Estou a ver as vossas cabecinhas a abanar que não, não é. No entanto, se substituir fumo por racismo ou homofobia, talvez algumas mãos comecem a coçá-las. A verdade é que, por exemplo, os Westerns clássicos, tão queridos de tantos cinéfilos (e aqui me incluo), retratam os índios como assassinos incivilizados com uma sede de vingança contra os brancos inexplicável, esquecendo a história dos Estados Unidos. Esses pensamentos nunca me tiraram o prazer de uma boa cavalgada (salvo seja) mas será que deveriam? Será que seria possível fazer filmes assim agora? Provavelmente, não. Coloco outra pergunta: será que mesmo os que amam as cowboyadas de antanho veriam com bons olhos réplicas actuais das mesmas? E se se pensar nos incontáveis pretos do cinema clássico americano, sempre tão prestáveis e curvados, tão analfabetos e burrinhos, eternos secundários, alvos da perene paciência dos amos brancos. E se se pensar na palavra “preto”? Será que a deveria ter escrito? Será que não é demasiado ofensiva? (JL)
Se calhar é. Depois de Morgan Freeman ter dito que a melhor coisa que podiam fazer contra o racismo é deixarem de falar dele, Quentin Tarantino – que, por acaso, nunca blaxeplorou Freeman – quis pôr o tema na ordem do dia, começando, aliás, por julgar na praça pública nada mais nada menos que John KKK (!!!) Ford. Será que a iniciativa deixou o Freeman menos free e mais negro ou, usando aqui a palavra “inimiga número 1” da América, mais “nigger”? Spike Lee diz que o dito filme (que ele não viu) desonra os seus antepassados, mas o que achará ele de Ford? E, “muito pior”, de Griffith? E da patusca governanta negra de Gone With the Wind (E Tudo o Vento Levou, 1939)? E do primeiro “cantor de Jazz” audível da história do cinema? E…Entenda-se: Tarantino é branco e, como branco mais branco não há, ei-lo neste momento no centro do furacão, sujeito mesmo a ter de repetir ad nauseam o que sempre disse e toda a gente sabe: Hollywood sempre adorou estereotipar minorias, reduzir os vários massacres racistas da sua história a entretenimento para toda a família e, ao mesmo tempo, indignar-se com tudo isso. A América olha-se ao espelho e o espelho fende por todos os lados. (LM)

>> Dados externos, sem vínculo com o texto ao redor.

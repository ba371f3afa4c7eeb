//! Window constants.

pub const WINDOW_DEFAULT_WIDTH: u32 = 1280;
pub const WINDOW_DEFAULT_HEIGHT: u32 = 800;
pub const WINDOW_TITLE: &str = "Postal Map";
use serde::Serialize;

use crate::tracks::{TrackReference, TrackSnapshot};

/// Which of the two presentations is active.
#[derive(Debug, Clone, Copy, PartialEq, Eq, Serialize)]
#[serde(rename_all = "snake_case")]
pub enum LayoutMode {
    Grid,
    Focus,
}

/// Layout decision handed to the rendering collaborators.
#[derive(Debug, Clone, PartialEq, Eq, Serialize)]
#[serde(tag = "mode", rename_all = "snake_case")]
pub enum StageLayout {
    /// Every track, placeholders included, in snapshot order.
    Grid { tracks: Vec<TrackReference> },
    /// One large track plus the secondary strip, which never holds `focus`.
    Focus {
        focus: TrackReference,
        carousel: Vec<TrackReference>,
    },
}

impl StageLayout {
    pub fn mode(&self) -> LayoutMode {
        match self {
            StageLayout::Grid { .. } => LayoutMode::Grid,
            StageLayout::Focus { .. } => LayoutMode::Focus,
        }
    }

    pub fn focus_track(&self) -> Option<&TrackReference> {
        match self {
            StageLayout::Grid { .. } => None,
            StageLayout::Focus { focus, .. } => Some(focus),
        }
    }

    /// Secondary strip; `None` in grid mode where the strip does not exist.
    pub fn secondary_tracks(&self) -> Option<&[TrackReference]> {
        match self {
            StageLayout::Grid { .. } => None,
            StageLayout::Focus { carousel, .. } => Some(carousel),
        }
    }

    /// Number of tiles the renderers will draw.
    pub fn tile_count(&self) -> usize {
        match self {
            StageLayout::Grid { tracks } => tracks.len(),
            StageLayout::Focus { carousel, .. } => carousel.len() + 1,
        }
    }
}

/// Derive the layout from the pin and the snapshot. Pure and idempotent.
///
/// The pinned track does not have to be present in the snapshot: a pin that
/// outlives its publication still yields focus mode until someone clears it.
pub fn select_layout(pin: Option<&TrackReference>, snapshot: &TrackSnapshot) -> StageLayout {
    match pin {
        None => StageLayout::Grid {
            tracks: snapshot.as_slice().to_vec(),
        },
        Some(focus) => StageLayout::Focus {
            focus: focus.clone(),
            carousel: snapshot.iter().filter(|t| *t != focus).cloned().collect(),
        },
    }
}
#[test]
fn observer_failure_names_the_observer() {
    let mut runtime = StageRuntime::new(StageProps::default());
    runtime.register_observer(Failing);
    let err = runtime.on_widget_change(WidgetPanel::ShowUsers).unwrap_err();
    match err {
        StageError::Observer { name, .. } => assert_eq!(name, "test.failing"),
        other => panic!("unexpected error: {other:?}"),
    }
}

struct Echo;

impl StageObserver for Echo {
    fn on_event(&mut self, ctx: &mut StageContext<'_>, _event: &StageEvent) -> Result<EventFlow> {
        ctx.set_waiting("again");
        Ok(EventFlow::Continue)
    }
}

#[test]
fn runaway_follow_ups_are_capped() {
    let sink = MemorySink::new();
    let mut runtime = StageRuntime::new(StageProps::default());
    runtime.config_mut().logger = Some(Logger::new(sink.clone()));
    runtime.register_observer(Echo);
    runtime.dispatch(StageEvent::Tick, Instant::now()).unwrap();
    assert_eq!(sink.count("follow_ups_dropped"), 1);
    assert_eq!(runtime.waiting_message(), Some("again"));
}

#[test]
fn runtime_logs_pin_actions() {
    let sink = MemorySink::new();
    let mut runtime = StageRuntime::new(StageProps::default());
    runtime.config_mut().logger = Some(Logger::new(sink.clone()));
    let t0 = Instant::now();
    runtime.dispatch(snap(vec![share("a", "s1")]), t0).unwrap();
    runtime.dispatch(snap(vec![]), t0 + ms(1)).unwrap();

    let pins: Vec<_> = sink
        .events()
        .into_iter()
        .filter(|e| e.message == "pin_action")
        .collect();
    assert_eq!(pins.len(), 2);
    assert_eq!(pins[0].field("action").unwrap(), "set_pin");
    assert_eq!(pins[0].field("track_id").unwrap(), "s1");
    assert_eq!(pins[1].field("action").unwrap(), "clear_pin");
    assert_eq!(sink.count("session_started"), 1);
}

#[test]
fn handle_feeds_run_loop_until_teardown() {
    let (handle, receiver) = stage_channel();
    let mut runtime = StageRuntime::new(StageProps::default());

    handle
        .refresh(TrackSnapshot::new(vec![cam("a", "c1"), share("a", "s1")]))
        .unwrap();
    handle.on_widget_change(WidgetPanel::ShowUsers).unwrap();
    handle.on_waiting_room_change(3).unwrap();
    handle.teardown().unwrap();

    runtime.run(&receiver).unwrap();
    assert!(runtime.is_torn_down());
    assert_eq!(runtime.layout().mode(), LayoutMode::Focus);
    assert_eq!(runtime.widget(), WidgetPanel::ShowUsers);
    assert_eq!(runtime.waiting_room_count(), 3);
}

#[test]
fn dropped_handle_tears_down_run_loop() {
    let (handle, receiver) = stage_channel();
    let mut runtime = StageRuntime::new(StageProps::default());
    handle.set_waiting("Ann is waiting").unwrap();
    drop(handle);
    runtime.run(&receiver).unwrap();
    assert!(runtime.is_torn_down());
    assert!(runtime.waiting_message().is_none());
}

#[test]
fn stage_events_round_trip_through_json() {
    let event: StageEvent =
        serde_json::from_str(r#"{"type":"widget_change","panel":"show_users"}"#).unwrap();
    assert_eq!(
        event,
        StageEvent::WidgetChange {
            panel: WidgetPanel::ShowUsers
        }
    );
    let room: StageEvent =
        serde_json::from_str(r#"{"type":"room","event":"active_speakers_changed"}"#).unwrap();
    assert_eq!(room.describe(), "room");
}
use thiserror::Error;

use crate::runtime::stores::StoreError;

/// Unified result type for the stage crate.
pub type Result<T> = std::result::Result<T, StageError>;

/// Errors surfaced by the ambient layers around the stage core.
///
/// Degenerate inputs (empty snapshots, a missing pin store, a gated waiting
/// message) never produce one of these; they are absorbed where they occur.
#[derive(Debug, Error)]
pub enum StageError {
    #[error("store error: {0}")]
    Store(#[from] StoreError),
    #[error("invalid configuration: {0}")]
    Config(#[from] serde_json::Error),
    #[error("observer `{name}` failed: {reason}")]
    Observer { name: String, reason: String },
    #[error("stage runtime is no longer receiving events")]
    ChannelClosed,
    #[error("script line {line}: {reason}")]
    Script { line: usize, reason: String },
    #[error(transparent)]
    Io(#[from] std::io::Error),
}

impl StageError {
    pub fn observer(name: impl Into<String>, reason: impl Into<String>) -> Self {
        Self::Observer {
            name: name.into(),
            reason: reason.into(),
        }
    }
}
//! Stage coordination core for a video-conference screen.
//!
//! The crate decides which track is in focus, which tracks fill the
//! secondary strip, which side panel is open, and how long a waiting-room
//! notification stays up. Rendering, transport and the panels themselves are
//! collaborators that observe the [`StageRuntime`] and feed it events.
//!
//! ```text
//! TrackSnapshotSource ─► AutoFocusController ─► PinStore ─► select_layout ─► observers
//!                                   WidgetVisibility / WaitingNotifier ─────┘
//! ```

pub mod config;
pub mod error;
pub mod layout;
pub mod logging;
pub mod metrics;
pub mod runtime;
pub mod tracks;

pub use config::{ControlBarSpec, StageProps};
pub use error::{Result, StageError};
pub use layout::{LayoutMode, StageLayout, select_layout};
pub use logging::{
    FileSink, LogEvent, LogFields, LogLevel, LogSink, Logger, LoggingError, LoggingResult,
    MemorySink,
};
pub use metrics::{MetricSnapshot, StageMetrics};
pub use runtime::audit::{
    BufferedStageAudit, NullStageAudit, StageAudit, StageAuditEvent, StageAuditEventBuilder,
    StageAuditStage,
};
pub use runtime::auto_focus::{AutoFocusController, Evaluation, ScreenShareKey};
pub use runtime::diagnostics::{LifecycleLoggerObserver, MetricsSnapshotObserver};
pub use runtime::driver::{ScriptDriver, ScriptLine};
pub use runtime::handle::{StageHandle, stage_channel};
pub use runtime::pin::{PinAction, PinSink, PinStore, SharedPin, dispatch_pin};
pub use runtime::stores::{SessionStores, StoreError};
pub use runtime::waiting::{
    WAITING_NOTIFICATION_DELAY, WaitingNotification, WaitingNotifier, WaitingRoomCounter,
};
pub use runtime::widgets::{WidgetPanel, WidgetVisibility};
pub use runtime::{
    EventFlow, RuntimeConfig, StageContext, StageEvent, StageObserver, StageRuntime,
};
pub use tracks::{
    DEFAULT_REFRESH_EVENTS, RoomEvent, StaticTrackSource, TrackReference, TrackSnapshot,
    TrackSnapshotSource, TrackSource,
};
//! Replays a recorded session into a [`StageRuntime`].
//!
//! Input is newline-delimited JSON, one `{"atMs": .., "event": {..}}` object
//! per line, with offsets measured from session start. Blank lines and lines
//! starting with `#` are skipped.

use std::io::BufRead;
use std::time::{Duration, Instant};

use serde::Deserialize;

use super::{StageEvent, StageRuntime};
use crate::{Result, StageError};

#[derive(Debug, Clone, PartialEq, Eq, Deserialize)]
#[serde(rename_all = "camelCase")]
pub struct ScriptLine {
    pub at_ms: u64,
    pub event: StageEvent,
}

pub struct ScriptDriver {
    runtime: StageRuntime,
}

impl ScriptDriver {
    pub fn new(runtime: StageRuntime) -> Self {
        Self { runtime }
    }

    /// Decode every line up front so a malformed script never half-applies.
    pub fn parse(reader: impl BufRead) -> Result<Vec<(Duration, StageEvent)>> {
        let mut events = Vec::new();
        let mut last_ms = 0u64;
        for (idx, line) in reader.lines().enumerate() {
            let line = line?;
            let trimmed = line.trim();
            if trimmed.is_empty() || trimmed.starts_with('#') {
                continue;
            }
            let parsed: ScriptLine =
                serde_json::from_str(trimmed).map_err(|err| StageError::Script {
                    line: idx + 1,
                    reason: err.to_string(),
                })?;
            if parsed.at_ms < last_ms {
                return Err(StageError::Script {
                    line: idx + 1,
                    reason: format!("time went backwards ({} < {})", parsed.at_ms, last_ms),
                });
            }
            last_ms = parsed.at_ms;
            events.push((Duration::from_millis(parsed.at_ms), parsed.event));
        }
        Ok(events)
    }

    pub fn replay(mut self, reader: impl BufRead, start: Instant) -> Result<StageRuntime> {
        let events = Self::parse(reader)?;
        self.runtime.run_scripted(start, events)?;
        Ok(self.runtime)
    }
}
//! Stage lifecycle audit hooks.
//!
//! Records capture a stage checkpoint plus structured details so callers can
//! log, buffer, or replay what the runtime decided without reaching into the
//! dispatch loop.

use std::sync::Mutex;
use std::time::SystemTime;

use serde_json::Value;

/// Checkpoints emitted by `StageRuntime`.
#[derive(Debug, Clone, Copy, PartialEq, Eq)]
pub enum StageAuditStage {
    SessionStarted,
    /// Pin store mounted or unmounted.
    PinStoreMounted,
    PinStoreUnmounted,
    /// Controller ran its policy on a new derived key.
    SnapshotEvaluated,
    PinActionIssued,
    /// Action produced while no pin store was mounted.
    PinActionDropped,
    LayoutChanged,
    WaitingScheduled,
    WaitingExpired,
    WaitingCleared,
    SessionStopped,
}

#[derive(Debug, Clone)]
pub struct StageAuditEvent {
    pub timestamp: SystemTime,
    pub stage: StageAuditStage,
    pub details: Vec<(String, Value)>,
}

impl StageAuditEvent {
    fn new(stage: StageAuditStage) -> Self {
        Self {
            timestamp: SystemTime::now(),
            stage,
            details: Vec::new(),
        }
    }

    pub fn detail(&self, key: &str) -> Option<&Value> {
        self.details.iter().find(|(k, _)| k == key).map(|(_, v)| v)
    }
}

pub struct StageAuditEventBuilder {
    event: StageAuditEvent,
}

impl StageAuditEventBuilder {
    pub fn new(stage: StageAuditStage) -> Self {
        Self {
            event: StageAuditEvent::new(stage),
        }
    }

    pub fn detail(mut self, key: impl Into<String>, value: impl Into<Value>) -> Self {
        self.event.details.push((key.into(), value.into()));
        self
    }

    pub fn finish(self) -> StageAuditEvent {
        self.event
    }
}

pub trait StageAudit: Send + Sync {
    fn record(&self, event: StageAuditEvent);
}

#[derive(Debug, Default)]
pub struct NullStageAudit;

impl StageAudit for NullStageAudit {
    fn record(&self, _event: StageAuditEvent) {}
}

/// Keeps every record in memory, in arrival order.
#[derive(Debug, Default)]
pub struct BufferedStageAudit {
    events: Mutex<Vec<StageAuditEvent>>,
}

impl BufferedStageAudit {
    pub fn new() -> Self {
        Self::default()
    }

    pub fn events(&self) -> Vec<StageAuditEvent> {
        self.events
            .lock()
            .map(|guard| guard.clone())
            .unwrap_or_default()
    }

    pub fn stages(&self) -> Vec<StageAuditStage> {
        self.events().into_iter().map(|e| e.stage).collect()
    }
}

impl StageAudit for BufferedStageAudit {
    fn record(&self, event: StageAuditEvent) {
        if let Ok(mut guard) = self.events.lock() {
            guard.push(event);
        }
    }
}
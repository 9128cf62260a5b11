//! Automatic pinning of screen shares.
//!
//! The controller watches each snapshot and pins the first live screen share
//! when it has not pinned one itself, and clears the pin once the share it
//! pinned goes away. It only remembers what it wrote; a pin set by anyone else
//! is invisible to it except through that identity check.

use blake3::{Hash, Hasher};

use super::pin::PinAction;
use crate::tracks::{TrackReference, TrackSnapshot};

/// Digest of the ordered screen-share ids plus the pinned id.
///
/// Two snapshots that rebuild identical track values produce the same key, so
/// the controller does not re-run on them.
#[derive(Debug, Clone, Copy, PartialEq, Eq)]
pub struct ScreenShareKey(Hash);

impl ScreenShareKey {
    pub fn derive(snapshot: &TrackSnapshot, pinned_id: Option<&str>) -> Self {
        let mut hasher = Hasher::new();
        for track in snapshot.screen_shares() {
            write_field(&mut hasher, track.track_id.as_bytes());
        }
        match pinned_id {
            Some(id) => {
                hasher.update(&[1]);
                write_field(&mut hasher, id.as_bytes());
            }
            None => {
                hasher.update(&[0]);
            }
        }
        Self(hasher.finalize())
    }
}

// Length prefix keeps ["ab", "c"] and ["a", "bc"] apart.
fn write_field(hasher: &mut Hasher, bytes: &[u8]) {
    hasher.update(&(bytes.len() as u64).to_le_bytes());
    hasher.update(bytes);
}

/// Result of offering a snapshot to the controller.
#[derive(Debug, Clone, PartialEq, Eq)]
pub enum Evaluation {
    /// Derived key unchanged since the last evaluation.
    Skipped,
    /// Policy ran; at most one action to dispatch.
    Evaluated(Option<PinAction>),
}

impl Evaluation {
    pub fn action(&self) -> Option<&PinAction> {
        match self {
            Evaluation::Evaluated(action) => action.as_ref(),
            Evaluation::Skipped => None,
        }
    }

    pub fn into_action(self) -> Option<PinAction> {
        match self {
            Evaluation::Evaluated(action) => action,
            Evaluation::Skipped => None,
        }
    }
}

#[derive(Debug, Default)]
pub struct AutoFocusController {
    last_auto_pinned: Option<String>,
    last_key: Option<ScreenShareKey>,
}

impl AutoFocusController {
    pub fn new() -> Self {
        Self::default()
    }

    /// Run the policy if the derived key moved since the previous call.
    pub fn observe(
        &mut self,
        snapshot: &TrackSnapshot,
        current_pin: Option<&TrackReference>,
    ) -> Evaluation {
        let key = ScreenShareKey::derive(snapshot, current_pin.map(|t| t.track_id.as_str()));
        if self.last_key == Some(key) {
            return Evaluation::Skipped;
        }
        self.last_key = Some(key);
        Evaluation::Evaluated(self.decide(snapshot))
    }

    /// The policy itself; exactly one branch applies.
    ///
    /// Rule 1 does not look at the current pin, so it replaces a pin set by
    /// the user whenever the controller holds no auto-pin of its own.
    pub fn decide(&mut self, snapshot: &TrackSnapshot) -> Option<PinAction> {
        let shares = snapshot.screen_shares();

        if self.last_auto_pinned.is_none() {
            if let Some(first) = shares.first() {
                self.last_auto_pinned = Some(first.track_id.clone());
                return Some(PinAction::set((*first).clone()));
            }
        }

        if let Some(pinned) = self.last_auto_pinned.as_deref() {
            if !shares.iter().any(|t| t.track_id == pinned) {
                self.last_auto_pinned = None;
                return Some(PinAction::ClearPin);
            }
        }

        None
    }

    pub fn last_auto_pinned(&self) -> Option<&str> {
        self.last_auto_pinned.as_deref()
    }

    /// Forget both the auto-pin and the last key.
    pub fn reset(&mut self) {
        self.last_auto_pinned = None;
        self.last_key = None;
    }
}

Mas lá está, Tarantino é branco e como tal não lhe cai bem comentários sobre os colored, no entanto Lee, nos seus filmes, fez vários dos comentários mais racistas, daqueles que não passariam incólumes se fossem feitos por um whitey. Só os pretos podem fazer piadas sobre racismo, só os judeus podem fazer humor com o holocausto (veja-se Mel Brooks), só os gays podem gozar com os elementos da “comunidade” (e todos podemos dizer mal dos ciganos). Armar a figura de proa de uma certa moralidade límpida que acusa de desrespeito à memória, ao sofrimento e ao trauma dos seus é algo que deve ser tão antigo como a própria existência do homo sapiens, que certamente já faziam pouco da caverna do vizinho (veja-se o último Herzog). Sendo o cinema uma arte que espelha aquilo que nós, como espécie, somos, é natural que nela haja toda esta malha de impropérios e afins maleitas da alma. A solução para evitar isso seria fazer pastelões anódinos (veja-se Ron Howard). (RVL)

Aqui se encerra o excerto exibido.